His guilt drove him insane and Roberta and her husband had subsequently sent him away from Jersey in an attempt to avoid the resulting shame from what had gone on. His parents hushed up the affair, paying off people or rewarding them with jobs including Plemont and the undertaker who had provided a corpse to double for Jardine the younger. His return to the island and the subsequent deaths was an effort on his part to punish those whom, in his madness, he thought had hurt his parents, the monk’s habit used as to disguise his terrible injuries (of which we only get the briefest of glimpses).
The case appears to be concluded, but the episode ends with the final supernatural twist of Jim revealing that the staff at the Swiss medical facility swear that the Jardine’s son has at no point left it…
Casting was one Bergerac’s particular strong points and this is certainly the case here. All of the leads are as excellent as ever (even though Louise Jameson’s Susan is rather wasted), and the guest roles are very well cast. Margaretta Scott, more familiar to 80’s viewers as Mrs Pomphrey from All Creatures Great and Small is Roberta Jardine and takes her role very well; Amanda Redman is present in an early role as Pauline; Barrie Ingham perfectly captures Raoul Barnaby’s blend of fraud and stage performer while reliable character actor veteran Ron Pember gives a great performance as Jack Plemont.

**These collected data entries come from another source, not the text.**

//! First-tier LRU cache with spill to a secondary tier.
//!
//! A classic O(1) LRU: a `HashMap` for lookups and an intrusive
//! doubly-linked list for access order. Unlike a plain LRU, the cache owns
//! a secondary [`Cache`] tier: entries evicted at capacity are spilled
//! into it, and lookups that miss in RAM read through it and promote the
//! entry back.

use std::collections::HashMap;
use std::hash::Hash;
use std::ptr::NonNull;

use tracing::trace;
use verso_common::error::VersoResult;

use crate::stats::CacheStats;
use crate::Cache;

/// A node in the LRU linked list.
struct Node<K, V> {
    key: K,
    value: V,
    prev: Option<NonNull<Node<K, V>>>,
    next: Option<NonNull<Node<K, V>>>,
}

impl<K, V> Node<K, V> {
    fn new(key: K, value: V) -> Self {
        Self {
            key,
            value,
            prev: None,
            next: None,
        }
    }
}

/// A bounded LRU map backed by a secondary cache tier.
///
/// All mutation goes through `&mut self`; [`LruCache::peek`] is the only
/// lookup usable through a shared reference and deliberately leaves the
/// access order untouched.
pub struct LruCache<K, V, S> {
    /// Maximum number of RAM-resident entries.
    capacity: usize,
    /// Map from key to node pointer.
    map: HashMap<K, NonNull<Node<K, V>>>,
    /// Head of the list (most recently used).
    head: Option<NonNull<Node<K, V>>>,
    /// Tail of the list (least recently used).
    tail: Option<NonNull<Node<K, V>>>,
    /// Spill target for evicted entries.
    secondary: S,
    /// Statistics.
    stats: CacheStats,
}

// Safety: LruCache manages its own memory; the raw node pointers are
// reachable only through it.
unsafe impl<K: Send, V: Send, S: Send> Send for LruCache<K, V, S> {}
unsafe impl<K: Send + Sync, V: Send + Sync, S: Send + Sync> Sync for LruCache<K, V, S> {}

impl<K, V, S> LruCache<K, V, S>
where
    K: Hash + Eq + Clone,
    V: Clone,
    S: Cache<K, V>,
{
    /// Creates a new LRU cache bounded at `capacity`, spilling evicted
    /// entries into `secondary`.
    pub fn new(capacity: usize, secondary: S) -> Self {
        let capacity = capacity.max(1);
        Self {
            capacity,
            map: HashMap::with_capacity(capacity),
            head: None,
            tail: None,
            secondary,
            stats: CacheStats::new(),
        }
    }

    /// Returns the current number of RAM-resident entries.
    pub fn len(&self) -> usize {
        self.map.len()
    }

    /// Returns true if no entries are RAM-resident.
    pub fn is_empty(&self) -> bool {
        self.map.is_empty()
    }

    /// Returns the maximum RAM capacity.
    pub fn capacity(&self) -> usize {
        self.capacity
    }

    /// Checks if `key` is RAM-resident without updating recency.
    pub fn contains(&self, key: &K) -> bool {
        self.map.contains_key(key)
    }

    /// Looks up `key` in RAM without updating recency and without
    /// consulting the secondary tier.
    pub fn peek(&self, key: &K) -> Option<&V> {
        self.map
            .get(key)
            // Safety: the pointer is owned by the map and valid.
            .map(|&node_ptr| unsafe { &(*node_ptr.as_ptr()).value })
    }

    /// Removes `key` from RAM only, leaving the secondary tier untouched.
    pub fn remove_entry(&mut self, key: &K) -> Option<V> {
        if let Some(node_ptr) = self.map.remove(key) {
            self.unlink(node_ptr);
            // Safety: removed from the map, so we own the node now.
            let node = unsafe { Box::from_raw(node_ptr.as_ptr()) };
            Some(node.value)
        } else {
            None
        }
    }

    /// Returns a snapshot of all RAM-resident entries.
    pub fn snapshot(&self) -> HashMap<K, V> {
        self.map
            .iter()
            // Safety: pointers owned by the map and valid.
            .map(|(key, &node_ptr)| (key.clone(), unsafe { (*node_ptr.as_ptr()).value.clone() }))
            .collect()
    }

    /// Copies every RAM-resident entry into the secondary tier.
    ///
    /// RAM contents are left in place.
    pub fn spill_all(&mut self) -> VersoResult<()> {
        let entries = self.snapshot();
        self.secondary.put_all(entries)
    }

    /// Returns the secondary tier.
    pub fn secondary(&self) -> &S {
        &self.secondary
    }

    /// Returns the secondary tier mutably.
    pub fn secondary_mut(&mut self) -> &mut S {
        &mut self.secondary
    }

    /// Returns cache statistics.
    pub fn stats(&self) -> &CacheStats {
        &self.stats
    }

    /// Moves a node to the front of the list.
    fn move_to_front(&mut self, node_ptr: NonNull<Node<K, V>>) {
        if Some(node_ptr) == self.head {
            return;
        }
        self.unlink(node_ptr);
        self.push_front(node_ptr);
    }

    /// Pushes a node to the front of the list.
    fn push_front(&mut self, node_ptr: NonNull<Node<K, V>>) {
        unsafe {
            (*node_ptr.as_ptr()).prev = None;
            (*node_ptr.as_ptr()).next = self.head;

            if let Some(head) = self.head {
                (*head.as_ptr()).prev = Some(node_ptr);
            }

            self.head = Some(node_ptr);

            if self.tail.is_none() {
                self.tail = Some(node_ptr);
            }
        }
    }

    /// Unlinks a node from the list.
    fn unlink(&mut self, node_ptr: NonNull<Node<K, V>>) {
        unsafe {
            let prev = (*node_ptr.as_ptr()).prev;
            let next = (*node_ptr.as_ptr()).next;

            if let Some(prev) = prev {
                (*prev.as_ptr()).next = next;
            } else {
                self.head = next;
            }

            if let Some(next) = next {
                (*next.as_ptr()).prev = prev;
            } else {
                self.tail = prev;
            }
        }
    }

    /// Detaches the least recently used entry.
    fn pop_lru(&mut self) -> Option<(K, V)> {
        let tail = self.tail?;
        // Safety: tail is owned by the map and valid.
        let key = unsafe { (*tail.as_ptr()).key.clone() };
        self.map.remove(&key);
        self.unlink(tail);
        // Safety: removed from the map, so we own the node now.
        let node = unsafe { Box::from_raw(tail.as_ptr()) };
        Some((node.key, node.value))
    }

    /// Drops every RAM-resident node.
    fn clear_ram(&mut self) {
        let mut current = self.head;
        while let Some(node_ptr) = current {
            unsafe {
                current = (*node_ptr.as_ptr()).next;
                drop(Box::from_raw(node_ptr.as_ptr()));
            }
        }
        self.map.clear();
        self.head = None;
        self.tail = None;
    }
}

impl<K, V, S> Cache<K, V> for LruCache<K, V, S>
where
    K: Hash + Eq + Clone,
    V: Clone,
    S: Cache<K, V>,
{
    /// Looks up `key`, reading through to the secondary tier on a RAM
    /// miss and promoting the entry back into RAM.
    fn get(&mut self, key: &K) -> VersoResult<Option<V>> {
        if let Some(&node_ptr) = self.map.get(key) {
            self.stats.record_hit();
            self.move_to_front(node_ptr);
            // Safety: the pointer is owned by the map and valid.
            return Ok(Some(unsafe { (*node_ptr.as_ptr()).value.clone() }));
        }

        self.stats.record_miss();
        match self.secondary.get(key)? {
            Some(value) => {
                self.put(key.clone(), value.clone())?;
                Ok(Some(value))
            }
            None => Ok(None),
        }
    }

    fn put(&mut self, key: K, value: V) -> VersoResult<()> {
        if let Some(&node_ptr) = self.map.get(&key) {
            self.move_to_front(node_ptr);
            // Safety: the pointer is owned by the map and valid.
            unsafe {
                (*node_ptr.as_ptr()).value = value;
            }
            return Ok(());
        }

        if self.map.len() >= self.capacity {
            if let Some((evicted_key, evicted_value)) = self.pop_lru() {
                self.stats.record_eviction();
                self.stats.record_spill();
                trace!("spilling evicted entry to the secondary tier");
                self.secondary.put(evicted_key, evicted_value)?;
            }
        }

        let node = Box::new(Node::new(key.clone(), value));
        let node_ptr = NonNull::from(Box::leak(node));
        self.push_front(node_ptr);
        self.map.insert(key, node_ptr);
        Ok(())
    }

    /// Removes `key` from RAM; the secondary tier is untouched.
    fn remove(&mut self, key: &K) -> VersoResult<()> {
        self.remove_entry(key);
        Ok(())
    }

    /// Clears RAM; the secondary tier is untouched.
    fn clear(&mut self) -> VersoResult<()> {
        self.clear_ram();
        Ok(())
    }

    /// Clears RAM and closes the secondary tier.
    fn close(&mut self) -> VersoResult<()> {
        self.clear_ram();
        self.secondary.close()
    }
}

impl<K, V, S> Drop for LruCache<K, V, S> {
    fn drop(&mut self) {
        let mut current = self.head;
        while let Some(node_ptr) = current {
            unsafe {
                current = (*node_ptr.as_ptr()).next;
                drop(Box::from_raw(node_ptr.as_ptr()));
            }
        }
    }
}
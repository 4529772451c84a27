//! Model-based reconstruction tests.
//!
//! These tests drive every versioning strategy through a sequence of
//! commits, persisting exactly what `combine_for_modify` emits, and then
//! reconstruct every revision through `fetch_plan` + `combine_for_read`,
//! comparing against a plain `BTreeMap` model of the page contents.

use std::collections::BTreeMap;

use rand::rngs::StdRng;
use rand::{Rng, SeedableRng};

use verso_common::types::{PageKey, Revision};
use verso_storage::config::ResourceConfig;
use verso_storage::page::{KeyValuePage, PageKind, PageReference};
use verso_storage::trx::SnapshotTrx;
use verso_storage::versioning::Versioning;

const CAPACITY: usize = 64;
const PAGE: PageKey = PageKey::new(1);

type Page = KeyValuePage<u64, String>;
type Model = BTreeMap<u64, String>;

/// One commit: the records written at that revision.
type ChangeSet = Vec<(u64, String)>;

const STRATEGIES: [Versioning; 4] = [
    Versioning::Full,
    Versioning::Differential,
    Versioning::Incremental,
    Versioning::SlidingSnapshot,
];

/// Applies `commits` under `strategy`, keeping one on-disk fragment per
/// revision (what `modified` says must be serialized), and checks that
/// every revision committed so far reconstructs to its model snapshot.
fn run_commits(strategy: Versioning, window: u32, commits: &[ChangeSet]) {
    let config = ResourceConfig::new(strategy)
        .with_revs_to_restore(window)
        .with_entries_per_page(CAPACITY);
    config.validate().unwrap();
    let strategy = config.versioning;
    let window = config.revs_to_restore;

    let mut fragments: Vec<Page> = Vec::new();
    let mut model = Model::new();
    let mut snapshots: Vec<Model> = Vec::new();

    for (rev, changes) in commits.iter().enumerate() {
        let revision = Revision::new(rev as u32);
        let trx = SnapshotTrx::new(revision);

        let (mut complete, mut modified) = if rev == 0 {
            // The very first commit starts from an empty page.
            let page = Page::new(PAGE, PageKind::Records, None, config.entries_per_page);
            (page.clone(), page)
        } else {
            let plan = strategy.fetch_plan(Revision::new(rev as u32 - 1), window);
            let loaded: Vec<Page> = plan
                .iter()
                .map(|r| fragments[r.as_u32() as usize].clone())
                .collect();
            let container = strategy
                .combine_for_modify(&loaded, window, &trx, PageReference::new(rev as u64))
                .unwrap();
            container.into_pages().unwrap()
        };

        // The owning write transaction applies this commit's changes to
        // both the readable page and the delta to serialize.
        for (key, value) in changes {
            complete.put_record(*key, value.clone()).unwrap();
            modified.put_record(*key, value.clone()).unwrap();
            model.insert(*key, value.clone());
        }

        fragments.push(modified);
        snapshots.push(model.clone());

        for check in 0..=rev {
            let checked = Revision::new(check as u32);
            let plan = strategy.fetch_plan(checked, window);
            let loaded: Vec<Page> = plan
                .iter()
                .map(|r| fragments[r.as_u32() as usize].clone())
                .collect();
            let fragment_count = loaded.len();
            let page = strategy
                .combine_for_read(loaded, window, &SnapshotTrx::new(checked))
                .unwrap();

            let observed: Model = page.records().map(|(k, v)| (*k, v.clone())).collect();
            assert_eq!(
                observed, snapshots[check],
                "{strategy:?} w={window}: revision {check} after commit {rev}"
            );
            assert_eq!(
                page.dirty(),
                fragment_count > 1,
                "{strategy:?} w={window}: dirty flag at revision {check}"
            );
        }
    }
}

fn random_commits(seed: u64, commit_count: usize) -> Vec<ChangeSet> {
    let mut rng = StdRng::seed_from_u64(seed);
    (0..commit_count)
        .map(|rev| {
            let changed = rng.gen_range(1..=4);
            (0..changed)
                .map(|_| {
                    let key = rng.gen_range(0..16u64);
                    (key, format!("r{rev}k{key}"))
                })
                .collect()
        })
        .collect()
}

#[test]
fn every_strategy_reconstructs_every_revision() {
    for strategy in STRATEGIES {
        for window in [1, 2, 3, 5] {
            run_commits(strategy, window, &random_commits(0xBAD5EED, 12));
        }
    }
}

#[test]
fn overlapping_keys_resolve_to_newest_value() {
    // Every commit rewrites key 0 and one rotating key, so most folds see
    // the same key in several fragments.
    let commits: Vec<ChangeSet> = (0..10u64)
        .map(|rev| {
            vec![
                (0, format!("head{rev}")),
                (rev % 3 + 1, format!("rot{rev}")),
            ]
        })
        .collect();
    for strategy in STRATEGIES {
        for window in [2, 3] {
            run_commits(strategy, window, &commits);
        }
    }
}

#[test]
fn single_key_churn_survives_long_histories() {
    let commits: Vec<ChangeSet> = (0..20u64).map(|rev| vec![(7, format!("v{rev}"))]).collect();
    for strategy in STRATEGIES {
        run_commits(strategy, 4, &commits);
    }
}

#[test]
fn sliding_snapshot_rescues_across_quiet_keys() {
    // Key 1 is written once and then never again; the sliding window must
    // keep rescuing it forward so late revisions still see it.
    let mut commits: Vec<ChangeSet> = vec![vec![
        (1, "keep".to_owned()),
        (2, "other".to_owned()),
    ]];
    for rev in 1..12u64 {
        commits.push(vec![(2, format!("churn{rev}"))]);
    }
    run_commits(Versioning::SlidingSnapshot, 3, &commits);
}
//! Page model: fragments, containers, and page metadata.
//!
//! A logical page is identified by a [`PageKey`](verso_common::types::PageKey)
//! and materialized by folding one or more on-disk *fragments*, each a
//! [`KeyValuePage`]. During modification the fold additionally yields the
//! delta to serialize next, carried alongside the readable page in a
//! [`PageContainer`].

mod container;
mod kv;
mod reference;
mod types;

pub use container::PageContainer;
pub use kv::KeyValuePage;
pub use reference::PageReference;
pub use types::PageKind;

pub(crate) use kv::{EntryKind, RecordEntries, ReferenceEntries};
//! Re-serializes a book as lightly cleaned XML. The declaration is normalized,
//! comments, processing instructions and whitespace-only text disappear, and
//! subtrees that never reach the database (`teiHeader`, `notes`, `vs`, `cs`)
//! are left out.

use crate::error::MqlError;
use crate::events::XmlEvent;
use crate::reader::EventReader;
use crate::transducer::is_suppressed;
use miette::NamedSource;
use quick_xml::events::{BytesDecl, BytesEnd, BytesStart, BytesText, Event};
use quick_xml::Writer;
use std::io::{self, Write};

pub struct MirrorWriter<W: Write> {
    writer: Writer<W>,
    suppressed_depth: usize,
}

impl<W: Write> MirrorWriter<W> {
    /// Starts a mirror document, writing the XML declaration.
    pub fn new(out: W) -> io::Result<Self> {
        let mut writer = Writer::new(out);
        writer
            .write_event(Event::Decl(BytesDecl::new("1.0", Some("UTF-8"), None)))
            .map_err(io::Error::other)?;
        writer.get_mut().write_all(b"\n")?;
        Ok(Self {
            writer,
            suppressed_depth: 0,
        })
    }

    pub fn write(&mut self, event: &XmlEvent) -> io::Result<()> {
        match event {
            XmlEvent::Start { name, attributes } => {
                if self.suppressed_depth > 0 || is_suppressed(name) {
                    self.suppressed_depth += 1;
                    return Ok(());
                }
                let mut start = BytesStart::new(name.as_str());
                for attribute in attributes.iter() {
                    start.push_attribute(attribute);
                }
                self.emit(Event::Start(start))
            }
            XmlEvent::End { name } => {
                if self.suppressed_depth > 0 {
                    self.suppressed_depth -= 1;
                    return Ok(());
                }
                self.emit(Event::End(BytesEnd::new(name.as_str())))
            }
            XmlEvent::Text(text) => {
                if self.suppressed_depth > 0 || text.trim().is_empty() {
                    return Ok(());
                }
                self.emit(Event::Text(BytesText::new(text)))
            }
        }
    }

    pub fn into_inner(self) -> W {
        self.writer.into_inner()
    }

    fn emit(&mut self, event: Event<'_>) -> io::Result<()> {
        self.writer.write_event(event).map_err(io::Error::other)
    }
}

/// Mirrors `source` into `out`. `out_name` labels I/O errors.
pub fn mirror_document<W: Write>(
    source: &str,
    source_name: &str,
    out: W,
    out_name: &str,
) -> Result<W, MqlError> {
    let mut mirror = MirrorWriter::new(out).map_err(|e| MqlError::io(out_name, e))?;
    for item in EventReader::new(source) {
        let (_, event) = item.map_err(|e| MqlError::Xml {
            src: NamedSource::new(source_name, source.to_string()),
            span: e.span,
            message: e.message,
        })?;
        mirror.write(&event).map_err(|e| MqlError::io(out_name, e))?;
    }
    let mut out = mirror.into_inner();
    out.write_all(b"\n")
        .and_then(|()| out.flush())
        .map_err(|e| MqlError::io(out_name, e))?;
    Ok(out)
}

Fires in the Fall was an excellent example of an everyday programme daring to do something a little different. This era was the high-water mark for Bergerac and the creative forces behind the show deserve credit for being prepared to take a populist drama in more interesting, more complex and more cultish than many would. Ordinarily Jim and the Bureau found themselves more concerned with financial crime, visiting divas, jewel theft, arms dealing and the various shifty schemes surrounding Charlie, so a tale like this is a much welcome change of pace. Experienced action director Tom Clegg was brought on board for this adventure, his only Bergerac episode, and he adds a suitably spooky touch to proceedings. This was a Christmas episode, set at Hallowe’en for goodness sake (which, rather cruelly considering, ends with a shot of the effigy of a monk being burned on a bonfire)! It was certainly a brave decision of somebody to put this particular story out on Boxing Day when people would have been tucking into their leftover turkey, and perhaps expecting a more festive runout for Jim and Co.